Unapologetically rude is everywhere right now. Politicians seem to be falling over each other trying to come up with more and more a-hole’ish laws. Laws against drag shows. Laws against reproductive rights. Laws allowing you to beat a kid with a learning disorder in school.
It’s not just politicians, certainly. Even the ones facing arrest and calling for his followers to protest. The a-holing of society runs deep. Watch the NCAA basketball tournament and look at nearly any head coach berating the referees from opening tip to final whistle. We even had a winning basketball coach rip his shirt off after they beat Kansas. Now THAT is a-hole behavior.

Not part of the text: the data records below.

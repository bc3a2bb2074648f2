//! Podcast admin request handlers
//!
//! Implements the admin endpoints for listing, editing, saving, and
//! deleting podcasts.

use crate::api::server::AppContext;
use crate::db::podcasts::{self, PodcastFields};
use crate::error::Error;
use crate::forms::podcast::{PodcastDetails, PodcastFormValues};
use axum::{
    extract::{Path, Query, State},
    http::StatusCode,
    Json,
};
use mediacast_common::db::models::{explicit_from_label, Podcast};
use mediacast_common::{slug, text};
use serde::{Deserialize, Serialize};
use tracing::{error, info};

// ============================================================================
// Request/Response Types
// ============================================================================

#[derive(Debug, Serialize)]
pub struct HealthResponse {
    status: String,
    module: String,
    version: String,
}

#[derive(Debug, Serialize)]
pub struct StatusResponse {
    pub status: String,
}

#[derive(Debug, Deserialize)]
pub struct IndexQuery {
    /// 1-based page number
    #[serde(default = "default_page")]
    pub page: i64,
}

fn default_page() -> i64 {
    1
}

#[derive(Debug, Serialize)]
pub struct IndexResponse {
    pub podcasts: Vec<Podcast>,
    pub page: i64,
    pub pages: i64,
    pub total: i64,
}

#[derive(Debug, Serialize)]
pub struct EditResponse {
    /// None when editing a podcast that hasn't been created yet
    pub id: Option<i64>,
    pub form_values: PodcastFormValues,
}

#[derive(Debug, Serialize)]
pub struct SaveResponse {
    pub success: bool,
    pub id: Option<i64>,
    pub slug: Option<String>,
    pub deleted: bool,
}

#[derive(Debug, Serialize)]
pub struct ValidationErrorResponse {
    pub success: bool,
    pub errors: crate::forms::FormErrors,
}

type HandlerError = (StatusCode, Json<StatusResponse>);

fn handler_error(e: &Error) -> HandlerError {
    let status = match e {
        Error::NotFound(_) => StatusCode::NOT_FOUND,
        Error::BadRequest(_) => StatusCode::BAD_REQUEST,
        _ => StatusCode::INTERNAL_SERVER_ERROR,
    };
    (
        status,
        Json(StatusResponse {
            status: format!("error: {}", e),
        }),
    )
}

/// Parse an `:id` path segment that is either an integer or the literal
/// `"new"` (None).
pub fn parse_podcast_id(raw: &str) -> Result<Option<i64>, HandlerError> {
    if raw == "new" {
        return Ok(None);
    }
    raw.parse::<i64>().map(Some).map_err(|_| {
        handler_error(&Error::BadRequest(format!(
            "Podcast id must be an integer or 'new', got '{}'",
            raw
        )))
    })
}

// ============================================================================
// Health Endpoint
// ============================================================================

/// GET /health - Health check endpoint
pub async fn health() -> Json<HealthResponse> {
    Json(HealthResponse {
        status: "healthy".to_string(),
        module: "mediacast-admin".to_string(),
        version: env!("CARGO_PKG_VERSION").to_string(),
    })
}

// ============================================================================
// Podcast Endpoints
// ============================================================================

/// GET /admin/podcasts - List podcasts with pagination
///
/// Ordered by title, `podcasts_per_page` rows per page.
pub async fn index(
    State(ctx): State<AppContext>,
    Query(query): Query<IndexQuery>,
) -> Result<Json<IndexResponse>, HandlerError> {
    let per_page = mediacast_common::db::settings::get_podcasts_per_page(&ctx.db_pool)
        .await
        .map_err(|e| {
            error!("Failed to load podcasts_per_page setting: {}", e);
            handler_error(&e.into())
        })?;

    let page = query.page.max(1);
    match podcasts::list(&ctx.db_pool, page, per_page).await {
        Ok((rows, total)) => {
            let pages = if total == 0 {
                1
            } else {
                (total + per_page - 1) / per_page
            };
            Ok(Json(IndexResponse {
                podcasts: rows,
                page,
                pages,
                total,
            }))
        }
        Err(e) => {
            error!("Failed to list podcasts: {}", e);
            Err(handler_error(&e))
        }
    }
}

/// GET /admin/podcasts/:id - Edit context for a podcast
///
/// `:id` may be `"new"`, which returns default form values without
/// creating a row.
pub async fn edit(
    State(ctx): State<AppContext>,
    Path(id): Path<String>,
) -> Result<Json<EditResponse>, HandlerError> {
    let id = parse_podcast_id(&id)?;

    let Some(id) = id else {
        return Ok(Json(EditResponse {
            id: None,
            form_values: PodcastFormValues::default(),
        }));
    };

    match podcasts::fetch(&ctx.db_pool, id).await {
        Ok(podcast) => Ok(Json(EditResponse {
            id: Some(podcast.id),
            form_values: form_values_for(&podcast),
        })),
        Err(e) => {
            error!("Failed to fetch podcast {}: {}", id, e);
            Err(handler_error(&e))
        }
    }
}

/// POST /admin/podcasts/:id - Save changes or create a new podcast
///
/// With `delete: true` the podcast is removed instead.
pub async fn save(
    State(ctx): State<AppContext>,
    Path(id): Path<String>,
    Json(form): Json<PodcastFormValues>,
) -> Result<Json<SaveResponse>, (StatusCode, Json<serde_json::Value>)> {
    let id = parse_podcast_id(&id).map_err(|(status, Json(body))| {
        (status, Json(serde_json::json!({ "success": false, "status": body.status })))
    })?;

    if form.delete {
        let Some(id) = id else {
            return Err(bad_request("Cannot delete a podcast that doesn't exist yet"));
        };
        return match podcasts::delete(&ctx.db_pool, id).await {
            Ok(()) => {
                info!("Deleted podcast {}", id);
                Ok(Json(SaveResponse {
                    success: true,
                    id: None,
                    slug: None,
                    deleted: true,
                }))
            }
            Err(e) => {
                error!("Failed to delete podcast {}: {}", id, e);
                Err(save_error(&e))
            }
        };
    }

    if let Err(errors) = form.validate() {
        return Err((
            StatusCode::UNPROCESSABLE_ENTITY,
            Json(serde_json::json!({ "success": false, "errors": errors })),
        ));
    }

    let fields = match build_fields(&ctx, id, &form).await {
        Ok(fields) => fields,
        Err(e) => {
            error!("Failed to prepare podcast fields: {}", e);
            return Err(save_error(&e));
        }
    };

    let result = match id {
        None => podcasts::insert(&ctx.db_pool, &fields)
            .await
            .map(|podcast| (podcast.id, podcast.slug)),
        Some(id) => podcasts::update(&ctx.db_pool, id, &fields)
            .await
            .map(|_| (id, fields.slug.clone())),
    };

    match result {
        Ok((id, slug)) => {
            info!("Saved podcast {} ({})", id, slug);
            Ok(Json(SaveResponse {
                success: true,
                id: Some(id),
                slug: Some(slug),
                deleted: false,
            }))
        }
        Err(e) => {
            error!("Failed to save podcast: {}", e);
            Err(save_error(&e))
        }
    }
}

fn bad_request(message: &str) -> (StatusCode, Json<serde_json::Value>) {
    (
        StatusCode::BAD_REQUEST,
        Json(serde_json::json!({ "success": false, "status": format!("error: {}", message) })),
    )
}

fn save_error(e: &Error) -> (StatusCode, Json<serde_json::Value>) {
    let status = match e {
        Error::NotFound(_) => StatusCode::NOT_FOUND,
        Error::BadRequest(_) => StatusCode::BAD_REQUEST,
        _ => StatusCode::INTERNAL_SERVER_ERROR,
    };
    (
        status,
        Json(serde_json::json!({ "success": false, "status": format!("error: {}", e) })),
    )
}

async fn build_fields(
    ctx: &AppContext,
    id: Option<i64>,
    form: &PodcastFormValues,
) -> crate::error::Result<PodcastFields> {
    let slug = slug::get_available_slug(&ctx.db_pool, &form.slug, id).await?;

    Ok(PodcastFields {
        slug,
        title: form.title.trim().to_string(),
        subtitle: crate::forms::normalize(form.subtitle.clone()),
        author_name: crate::forms::normalize(form.author_name.clone()),
        author_email: crate::forms::normalize(form.author_email.clone()),
        description: form
            .description
            .as_deref()
            .and_then(text::clean_description),
        category: crate::forms::normalize(form.details.category.clone()),
        copyright: crate::forms::normalize(form.details.copyright.clone()),
        itunes_url: crate::forms::normalize(form.details.itunes_url.clone()),
        feedburner_url: crate::forms::normalize(form.details.feedburner_url.clone()),
        explicit: explicit_from_label(&form.details.explicit),
    })
}

/// Build edit-form values from a stored podcast row
pub fn form_values_for(podcast: &Podcast) -> PodcastFormValues {
    PodcastFormValues {
        slug: podcast.slug.clone(),
        title: podcast.title.clone(),
        subtitle: podcast.subtitle.clone(),
        author_name: podcast.author_name.clone(),
        author_email: podcast.author_email.clone(),
        description: podcast.description.clone(),
        details: PodcastDetails {
            explicit: podcast.explicit_label().to_string(),
            category: podcast.category.clone(),
            copyright: podcast.copyright.clone(),
            itunes_url: podcast.itunes_url.clone(),
            feedburner_url: podcast.feedburner_url.clone(),
        },
        delete: false,
    }
}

Look in the stands and you’ll see viral video of a mom whose wrestler lost a match crumple her glasses in a fit of rage. Check more social media and you’ll see the Proud Boys interrupting a LGBTQ-themed reading party for kids – thankfully, the hosts of the event did a little nose punching to spoon the protest.
Being an a-hole is in, babe. The only positive side of it is that there are a million ways to expose an a-hole being an a-hole. Live television. TikTok. Twitter. Even Facebook, the home of a-holes, helps call a spade an a-hole.
Here’s hoping that the era of the a-hole has an end and the era of just being a nice person has its day at some point. Helping old ladies across the street and helping to legislate those less fortunate should have a spot in humankind. Just like Jason Sudeikis was once an “a-hole” on TV, now he’s playing a nice guy on “Ted Lasso.”
In the meantime, you don’t have to look far to find an a-hole. Let’s just hope it’s not you.